PROBLEM DESCRIPTION:
From the top of the records below down to the line containing "input at line", reproduce every line exactly.
- - - - - - -
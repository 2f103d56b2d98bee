use std::path::PathBuf;
use thiserror::Error;

use crate::render::PlotError;

/// Failures while turning input lines into pivot tables.
#[derive(Error, Debug, Clone, PartialEq)]
pub enum ReshapeError {
    #[error("malformed input at line {line} ('{content}'): {reason}; provide valid two or three column data")]
    MalformedInput {
        line: usize,
        content: String,
        reason: String,
    },

    #[error("malformed directive at line {line}: '{content}'")]
    MalformedDirective { line: usize, content: String },

    #[error("invalid ordering: series '{label}' is not covered by both the SORT list and the data")]
    InvalidOrdering { label: String },

    #[error("no data provided, so no graph to render")]
    NoData,
}

#[derive(Error, Debug)]
pub enum ExtractError {
    #[error("field '{field}' not found in {}", source_path.display())]
    FieldNotFound { field: String, source_path: PathBuf },

    #[error("cannot read {}: {source}", path.display())]
    Read {
        path: PathBuf,
        source: std::io::Error,
    },
}

/// Top-level error for a single invocation.
#[derive(Error, Debug)]
pub enum AppError {
    #[error(transparent)]
    Reshape(#[from] ReshapeError),

    #[error(transparent)]
    Extract(#[from] ExtractError),

    #[error(transparent)]
    Plot(#[from] PlotError),

    #[error("I/O error: {0}")]
    Io(#[from] std::io::Error),

    #[error("invalid style file: {0}")]
    Style(#[from] serde_json::Error),

    #[error("CSV export failed: {0}")]
    Csv(#[from] csv::Error),

    #[error("table formatting failed: {0}")]
    Table(#[from] polars::error::PolarsError),
}

pub type Result<T, E = AppError> = core::result::Result<T, E>;
//! Reshape benchmark result records into pivot tables and chart them.
//!
//! Input is plain text: directives (`TITLE`, `XLABEL`, `YLABEL`, `IGNORE`,
//! `SORT`, `RENAME`) and data lines of either `series y` or `series x y`.
//! [`processing::reshape`] turns that into mean/min/max pivots, which
//! [`render`] draws as line or bar charts.

pub mod app;
pub mod data;
pub mod error;
pub mod processing;
pub mod render;
pub mod state;
use std::io::{IsTerminal, Read};
use std::path::Path;

/// Read the whole input, from `path` or stdin when `None`.
///
/// Non-UTF-8 bytes are decoded as latin1 rather than rejected.
pub fn read_input(path: Option<&Path>) -> std::io::Result<String> {
    let content = match path {
        Some(path) => std::fs::read(path)?,
        None => {
            let stdin = std::io::stdin();
            if stdin.is_terminal() {
                tracing::info!("waiting on stdin for data...");
            }
            let mut buf = Vec::new();
            stdin.lock().read_to_end(&mut buf)?;
            buf
        }
    };
    Ok(decode(content))
}

fn decode(content: Vec<u8>) -> String {
    String::from_utf8(content)
        .unwrap_or_else(|e| e.into_bytes().iter().map(|&b| b as char).collect())
}

#[cfg(test)]
mod tests {
    use super::*;

    #[test]
    fn latin1_fallback_keeps_every_byte() {
        assert_eq!(decode(b"caf\xe9 1 2".to_vec()), "caf\u{e9} 1 2");
        assert_eq!(decode(b"plain 1 2".to_vec()), "plain 1 2");
    }
}
use plotters::style::RGBColor;
use serde::Deserialize;

/// Default per-series colors, cycled by column index.
pub const COLOR_PALETTE: [[u8; 3]; 12] = [
    [214, 39, 40],   // Red
    [44, 160, 44],   // Green
    [31, 119, 180],  // Blue
    [255, 127, 14],  // Orange
    [23, 190, 207],  // Cyan
    [140, 86, 75],   // Brown
    [148, 103, 189], // Purple
    [227, 119, 194], // Pink
    [127, 127, 127], // Gray
    [188, 189, 34],  // Olive
    [0, 0, 128],     // Navy
    [255, 215, 0],   // Gold
];

pub fn color_for_index(palette: &[[u8; 3]], index: usize) -> RGBColor {
    let [r, g, b] = if palette.is_empty() {
        COLOR_PALETTE[index % COLOR_PALETTE.len()]
    } else {
        palette[index % palette.len()]
    };
    RGBColor(r, g, b)
}

/// Point marker drawn on line charts.
#[derive(Debug, Clone, Copy, PartialEq, Eq, Deserialize)]
#[serde(rename_all = "lowercase")]
pub enum Marker {
    Circle,
    Cross,
    Triangle,
    Square,
    None,
}

impl Marker {
    const CYCLE: [Marker; 4] = [Marker::Circle, Marker::Cross, Marker::Triangle, Marker::Square];

    pub fn for_index(index: usize) -> Self {
        Self::CYCLE[index % Self::CYCLE.len()]
    }

    pub fn label(&self) -> &'static str {
        match self {
            Marker::Circle => "circle",
            Marker::Cross => "cross",
            Marker::Triangle => "triangle",
            Marker::Square => "square",
            Marker::None => "none",
        }
    }
}

/// Overrides for one series; unset fields fall back to the cycled defaults.
#[derive(Debug, Clone, Default, PartialEq, Deserialize)]
#[serde(default)]
pub struct SeriesStyle {
    pub color: Option<[u8; 3]>,
    pub marker: Option<Marker>,
    /// Line width in pixels.
    pub line_width: Option<u32>,
}

/// A series style with every field decided.
#[derive(Debug, Clone, Copy, PartialEq)]
pub struct ResolvedStyle {
    pub color: RGBColor,
    pub marker: Marker,
    pub line_width: u32,
}

impl SeriesStyle {
    pub fn resolve(&self, palette: &[[u8; 3]], index: usize, default_width: u32) -> ResolvedStyle {
        ResolvedStyle {
            color: self
                .color
                .map(|[r, g, b]| RGBColor(r, g, b))
                .unwrap_or_else(|| color_for_index(palette, index)),
            marker: self.marker.unwrap_or_else(|| Marker::for_index(index)),
            line_width: self.line_width.unwrap_or(default_width),
        }
    }
}

#[cfg(test)]
mod tests {
    use super::*;

    #[test]
    fn palette_cycles() {
        assert_eq!(color_for_index(&[], 0), color_for_index(&[], 12));
        assert_eq!(color_for_index(&[[1, 2, 3]], 5), RGBColor(1, 2, 3));
    }

    #[test]
    fn overrides_win_over_cycle() {
        let style = SeriesStyle {
            color: Some([9, 9, 9]),
            marker: Some(Marker::None),
            line_width: None,
        };
        let resolved = style.resolve(&[], 1, 2);
        assert_eq!(resolved.color, RGBColor(9, 9, 9));
        assert_eq!(resolved.marker, Marker::None);
        assert_eq!(resolved.line_width, 2);
    }

    #[test]
    fn defaults_follow_index() {
        let resolved = SeriesStyle::default().resolve(&[], 2, 1);
        assert_eq!(resolved.marker, Marker::Triangle);
        assert_eq!(resolved.color, RGBColor(31, 119, 180));
    }
}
- - - - - - -
REPLY TO THE EXERCISE:
repository 2f103d56b2d98bee
use std::path::PathBuf;
use thiserror::Error;

use crate::render::PlotError;

/// Failures while turning input lines into pivot tables.
#[derive(Error, Debug, Clone, PartialEq)]
pub enum ReshapeError {
    #[error("malformed input at line {line} ('{content}'): {reason}; provide valid two or three column data")]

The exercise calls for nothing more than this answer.